A recent cross-sectional study (B Al-Bawardy et al. Inflamm Bowel Dis 2019; 25: 580-6) correlated vedolizumab (VDZ) trough drug levels (VDT) and clinical outcomes in 171 patients (62% Crohn’s disease (CD), 31% ulcerative colitis (UC), and 7% indeterminate colitis (IC)).

Key findings:

  • Median VDT was 15.3 microgr/mL.
  • Median VDT was 17.3 microgr/mL for patients with normal CRP compared with 10.7 for patients with high CRP.  This differnece was noted significantly for CD (20.3 vs 10.4) but not for UC.
  • No relationship  between VDT and mucosal healing was noted.
  • Shorter dose intervals and lower BMO resulted in higher VTLs
  • Only 1 patient had detectable antibodies to VDZ

A second systematic review (L Peyrin-Biroulet et al.
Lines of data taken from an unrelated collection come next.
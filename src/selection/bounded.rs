//! Fixed-capacity top-K selection over feature scores.
//!
//! [`ScoreBoundedSelector`] keeps the K highest scores offered so far in a
//! bounded min-heap: the root is always the weakest kept entry, so an offer
//! costs one comparison when it loses and O(log K) when it evicts.
//!
//! NaN scores rank below every real score. A NaN entry is kept only while the
//! selector has room, never displaces a real score, and is the first entry
//! displaced by one. Equal scores rank by offer order, earlier first.

use crate::core::error::{RankerError, Result};
use crate::core::types::{FeatureIndex, FeatureScore};
use std::cmp::{Ordering, Reverse};
use std::collections::BinaryHeap;
use std::iter::FusedIterator;

/// Total order on scores with NaN as the lowest value
fn compare_scores(a: f64, b: f64) -> Ordering {
    match (a.is_nan(), b.is_nan()) {
        (true, true) => Ordering::Equal,
        (true, false) => Ordering::Less,
        (false, true) => Ordering::Greater,
        (false, false) => a.partial_cmp(&b).unwrap_or(Ordering::Equal),
    }
}

/// Heap entry ordered so that the weakest entry is the greatest
#[derive(Debug, Clone, Copy)]
struct Entry {
    item: FeatureScore,
    seq: u64,
}

impl Ord for Entry {
    fn cmp(&self, other: &Self) -> Ordering {
        compare_scores(other.item.score, self.item.score).then(self.seq.cmp(&other.seq))
    }
}

impl PartialOrd for Entry {
    fn partial_cmp(&self, other: &Self) -> Option<Ordering> {
        Some(self.cmp(other))
    }
}

impl PartialEq for Entry {
    fn eq(&self, other: &Self) -> bool {
        self.cmp(other) == Ordering::Equal
    }
}

impl Eq for Entry {}

/// Keeps the `capacity` best-scoring features seen so far
#[derive(Debug, Clone)]
pub struct ScoreBoundedSelector {
    capacity: usize,
    heap: BinaryHeap<Entry>,
    next_seq: u64,
}

impl ScoreBoundedSelector {
    /// Create an empty selector; `capacity` must be at least 1
    pub fn new(capacity: usize) -> Result<Self> {
        if capacity == 0 {
            return Err(RankerError::invalid_argument(
                "capacity",
                "0",
                "selector capacity must be at least 1",
            ));
        }
        Ok(ScoreBoundedSelector {
            capacity,
            heap: BinaryHeap::with_capacity(capacity),
            next_seq: 0,
        })
    }

    /// Offer a feature with its score
    pub fn offer(&mut self, feature: FeatureIndex, score: f64) {
        self.offer_score(FeatureScore::new(feature, score));
    }

    /// Offer a prepared score.
    ///
    /// Inserted unconditionally while below capacity; afterwards it replaces
    /// the weakest kept entry only if its score is strictly greater.
    pub fn offer_score(&mut self, item: FeatureScore) {
        let entry = Entry {
            item,
            seq: self.next_seq,
        };
        self.next_seq += 1;

        if self.heap.len() < self.capacity {
            self.heap.push(entry);
            return;
        }

        let evict = match self.heap.peek() {
            Some(weakest) => compare_scores(item.score, weakest.item.score) == Ordering::Greater,
            None => false,
        };
        if evict {
            self.heap.pop();
            self.heap.push(entry);
        }
    }

    /// Offer every score of an iterator
    pub fn offer_all<I: IntoIterator<Item = FeatureScore>>(&mut self, items: I) {
        for item in items {
            self.offer_score(item);
        }
    }

    /// Number of kept entries
    pub fn len(&self) -> usize {
        self.heap.len()
    }

    /// Whether no entry is kept
    pub fn is_empty(&self) -> bool {
        self.heap.is_empty()
    }

    /// Maximum number of kept entries
    pub fn capacity(&self) -> usize {
        self.capacity
    }

    /// Weakest kept score, once the selector holds anything
    pub fn min_score(&self) -> Option<f64> {
        self.heap.peek().map(|entry| entry.item.score)
    }

    /// Drain the kept entries, best first.
    ///
    /// The selector is left empty; the returned iterator yields lazily, one
    /// heap pop per item. Calling this again yields nothing until new offers
    /// are made.
    pub fn pop_all(&mut self) -> PopAll {
        let entries: Vec<Reverse<Entry>> = std::mem::take(&mut self.heap)
            .into_vec()
            .into_iter()
            .map(Reverse)
            .collect();
        PopAll {
            heap: BinaryHeap::from(entries),
        }
    }
}

/// Descending drain of a [`ScoreBoundedSelector`]
#[derive(Debug)]
pub struct PopAll {
    heap: BinaryHeap<Reverse<Entry>>,
}

impl Iterator for PopAll {
    type Item = FeatureScore;

    fn next(&mut self) -> Option<FeatureScore> {
        self.heap.pop().map(|Reverse(entry)| entry.item)
    }

    fn size_hint(&self) -> (usize, Option<usize>) {
        (self.heap.len(), Some(self.heap.len()))
    }
}

impl ExactSizeIterator for PopAll {}

impl FusedIterator for PopAll {}

/// Keep the best `k` of a score stream, best first
pub fn top_k<I: IntoIterator<Item = FeatureScore>>(items: I, k: usize) -> Result<Vec<FeatureScore>> {
    let mut selector = ScoreBoundedSelector::new(k)?;
    selector.offer_all(items);
    Ok(selector.pop_all().collect())
}

#[cfg(test)]
mod tests {
    use super::*;

    fn scores(items: &[FeatureScore]) -> Vec<f64> {
        items.iter().map(|s| s.score).collect()
    }

    #[test]
    fn test_zero_capacity_is_rejected() {
        assert!(matches!(
            ScoreBoundedSelector::new(0),
            Err(RankerError::InvalidArgument { .. })
        ));
    }

    #[test]
    fn test_keeps_highest_scores() {
        let mut selector = ScoreBoundedSelector::new(3).unwrap();
        for (feature, score) in [(0, 5.0), (1, 9.0), (2, 1.0), (3, 7.0), (4, 9.0)] {
            selector.offer(feature, score);
        }
        assert_eq!(selector.len(), 3);
        assert_eq!(selector.min_score(), Some(7.0));

        let ranked: Vec<FeatureScore> = selector.pop_all().collect();
        assert_eq!(scores(&ranked), vec![9.0, 9.0, 7.0]);
        // equal scores keep offer order
        assert_eq!(ranked[0].feature, 1);
        assert_eq!(ranked[1].feature, 4);
        assert_eq!(ranked[2].feature, 3);
        assert!(selector.is_empty());
    }

    #[test]
    fn test_equal_score_does_not_evict() {
        let mut selector = ScoreBoundedSelector::new(1).unwrap();
        selector.offer(0, 2.0);
        selector.offer(1, 2.0);
        let ranked: Vec<FeatureScore> = selector.pop_all().collect();
        assert_eq!(ranked.len(), 1);
        assert_eq!(ranked[0].feature, 0);
    }

    #[test]
    fn test_fewer_offers_than_capacity() {
        let mut selector = ScoreBoundedSelector::new(10).unwrap();
        selector.offer(0, -1.0);
        selector.offer(1, 3.0);
        let ranked: Vec<FeatureScore> = selector.pop_all().collect();
        assert_eq!(scores(&ranked), vec![3.0, -1.0]);
    }

    #[test]
    fn test_nan_ranks_lowest() {
        let mut selector = ScoreBoundedSelector::new(2).unwrap();
        selector.offer(0, f64::NAN);
        selector.offer(1, -100.0);
        // full: NaN is the weakest and is displaced by any real score
        selector.offer(2, -50.0);
        selector.offer(3, f64::NAN);

        let ranked: Vec<FeatureScore> = selector.pop_all().collect();
        let features: Vec<usize> = ranked.iter().map(|s| s.feature).collect();
        assert_eq!(features, vec![2, 1]);
    }

    #[test]
    fn test_pop_all_is_one_shot() {
        let mut selector = ScoreBoundedSelector::new(2).unwrap();
        selector.offer(0, 1.0);
        selector.offer(1, 2.0);

        let mut drain = selector.pop_all();
        assert_eq!(drain.len(), 2);
        assert_eq!(drain.next().map(|s| s.feature), Some(1));
        assert_eq!(drain.next().map(|s| s.feature), Some(0));
        assert!(drain.next().is_none());
        assert!(drain.next().is_none());

        assert_eq!(selector.pop_all().count(), 0);
    }

    #[test]
    fn test_aux_survives_selection() {
        let ranked = top_k(
            vec![
                FeatureScore::with_aux(0, 0.2, -3.5),
                FeatureScore::with_aux(1, 0.9, 4.0),
            ],
            1,
        )
        .unwrap();
        assert_eq!(ranked, vec![FeatureScore::with_aux(1, 0.9, 4.0)]);
    }
}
Clin Gastroenterol Hepatol 2019; 17: 838-46) analyzed data from 10 cohorts who had received vedolizumab.  Most had prior anti-TNF exposure. Key finding: the pooled incidence rates of loss of response were 47.9 per 100 person-years of follow up among patients with CD and 39.8 per 100 person-years of follow up among patinets with UC.  Dose intensification restored response to the drug in 53.8% of secondary non-responders.

My take: While VDZ dose intensification can restore response, the utility of therapeutic drug monitoring is unclear with VDZ therapy.